(Activity) Report each line from the listing that the string "tail" appears in.

---+---

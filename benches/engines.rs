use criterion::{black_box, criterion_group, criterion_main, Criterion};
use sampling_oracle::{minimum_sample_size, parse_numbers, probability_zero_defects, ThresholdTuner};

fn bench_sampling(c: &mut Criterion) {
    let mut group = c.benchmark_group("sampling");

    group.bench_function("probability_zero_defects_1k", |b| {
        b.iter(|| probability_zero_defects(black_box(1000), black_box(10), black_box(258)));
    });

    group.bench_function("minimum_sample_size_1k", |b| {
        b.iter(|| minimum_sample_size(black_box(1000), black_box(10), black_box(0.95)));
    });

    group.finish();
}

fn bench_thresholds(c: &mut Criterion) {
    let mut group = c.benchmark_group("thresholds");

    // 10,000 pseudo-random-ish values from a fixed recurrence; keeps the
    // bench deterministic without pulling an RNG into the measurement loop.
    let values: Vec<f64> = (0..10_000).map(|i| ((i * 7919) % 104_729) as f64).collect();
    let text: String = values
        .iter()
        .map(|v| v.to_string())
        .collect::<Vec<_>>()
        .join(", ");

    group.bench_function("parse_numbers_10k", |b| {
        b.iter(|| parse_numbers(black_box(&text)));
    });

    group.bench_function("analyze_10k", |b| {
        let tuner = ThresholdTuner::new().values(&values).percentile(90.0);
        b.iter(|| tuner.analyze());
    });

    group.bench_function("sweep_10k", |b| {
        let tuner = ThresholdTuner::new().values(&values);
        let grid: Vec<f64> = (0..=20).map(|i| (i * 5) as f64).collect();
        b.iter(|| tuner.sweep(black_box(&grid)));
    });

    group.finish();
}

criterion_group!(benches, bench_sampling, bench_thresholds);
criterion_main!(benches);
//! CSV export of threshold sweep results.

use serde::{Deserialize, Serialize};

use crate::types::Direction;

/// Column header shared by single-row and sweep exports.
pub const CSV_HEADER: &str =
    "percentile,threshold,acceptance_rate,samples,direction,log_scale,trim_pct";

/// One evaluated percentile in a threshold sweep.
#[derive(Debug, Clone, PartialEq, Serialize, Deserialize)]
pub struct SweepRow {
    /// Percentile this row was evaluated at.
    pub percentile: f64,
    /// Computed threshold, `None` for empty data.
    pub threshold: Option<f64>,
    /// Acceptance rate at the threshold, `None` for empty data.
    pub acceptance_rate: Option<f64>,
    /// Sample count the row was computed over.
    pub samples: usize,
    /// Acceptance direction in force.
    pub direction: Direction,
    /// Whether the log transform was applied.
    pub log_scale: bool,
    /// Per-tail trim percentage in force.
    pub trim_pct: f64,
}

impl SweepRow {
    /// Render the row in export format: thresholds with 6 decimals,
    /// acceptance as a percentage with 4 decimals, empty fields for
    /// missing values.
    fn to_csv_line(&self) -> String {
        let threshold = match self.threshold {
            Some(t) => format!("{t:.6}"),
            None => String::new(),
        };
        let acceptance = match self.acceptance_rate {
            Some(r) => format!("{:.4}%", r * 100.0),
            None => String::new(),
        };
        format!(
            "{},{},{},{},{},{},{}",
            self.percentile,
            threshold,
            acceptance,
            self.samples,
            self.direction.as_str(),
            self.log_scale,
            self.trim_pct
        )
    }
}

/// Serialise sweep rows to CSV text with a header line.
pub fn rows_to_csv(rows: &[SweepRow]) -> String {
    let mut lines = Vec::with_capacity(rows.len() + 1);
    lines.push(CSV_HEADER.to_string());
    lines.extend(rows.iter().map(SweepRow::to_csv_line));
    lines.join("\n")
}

---+---

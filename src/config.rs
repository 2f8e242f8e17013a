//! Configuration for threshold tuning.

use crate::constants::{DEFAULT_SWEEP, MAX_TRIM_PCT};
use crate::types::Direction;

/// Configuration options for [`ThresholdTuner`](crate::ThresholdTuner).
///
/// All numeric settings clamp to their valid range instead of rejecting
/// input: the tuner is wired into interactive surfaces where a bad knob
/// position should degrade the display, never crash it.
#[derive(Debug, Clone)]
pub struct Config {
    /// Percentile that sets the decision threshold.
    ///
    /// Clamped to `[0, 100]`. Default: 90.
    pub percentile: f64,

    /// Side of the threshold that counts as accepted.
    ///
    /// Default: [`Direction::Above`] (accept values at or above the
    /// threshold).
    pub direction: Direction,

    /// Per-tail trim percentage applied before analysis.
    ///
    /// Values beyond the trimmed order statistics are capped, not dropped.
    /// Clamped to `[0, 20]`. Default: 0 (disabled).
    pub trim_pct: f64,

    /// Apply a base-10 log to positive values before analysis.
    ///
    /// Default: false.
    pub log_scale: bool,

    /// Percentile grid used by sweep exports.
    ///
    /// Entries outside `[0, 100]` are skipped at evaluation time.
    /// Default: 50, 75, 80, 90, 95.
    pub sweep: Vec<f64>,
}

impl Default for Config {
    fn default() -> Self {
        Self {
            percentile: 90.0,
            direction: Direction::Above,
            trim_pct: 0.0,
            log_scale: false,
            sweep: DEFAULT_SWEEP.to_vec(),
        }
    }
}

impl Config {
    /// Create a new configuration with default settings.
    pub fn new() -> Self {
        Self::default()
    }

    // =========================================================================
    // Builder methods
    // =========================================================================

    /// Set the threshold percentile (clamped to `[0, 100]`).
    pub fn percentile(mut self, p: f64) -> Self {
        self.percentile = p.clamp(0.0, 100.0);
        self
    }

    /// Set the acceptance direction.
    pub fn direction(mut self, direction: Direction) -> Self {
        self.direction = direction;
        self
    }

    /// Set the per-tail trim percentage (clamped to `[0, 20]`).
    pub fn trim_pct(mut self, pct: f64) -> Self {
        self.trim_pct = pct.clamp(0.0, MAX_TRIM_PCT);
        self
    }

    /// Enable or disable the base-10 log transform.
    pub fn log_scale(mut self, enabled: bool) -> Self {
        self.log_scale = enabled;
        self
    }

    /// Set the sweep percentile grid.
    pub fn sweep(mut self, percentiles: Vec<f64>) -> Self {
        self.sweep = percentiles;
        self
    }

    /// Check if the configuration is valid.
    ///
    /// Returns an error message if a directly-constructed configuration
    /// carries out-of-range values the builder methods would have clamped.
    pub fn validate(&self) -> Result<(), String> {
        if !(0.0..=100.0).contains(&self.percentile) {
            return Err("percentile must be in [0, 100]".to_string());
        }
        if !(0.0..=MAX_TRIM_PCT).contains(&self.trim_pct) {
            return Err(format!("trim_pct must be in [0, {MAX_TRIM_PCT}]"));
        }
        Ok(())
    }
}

---+---

(Solved problem)
    /// Per-tail trim percentage in force.
    /// Per-tail trim percentage applied before analysis.
    /// Set the per-tail trim percentage (clamped to `[0, 20]`).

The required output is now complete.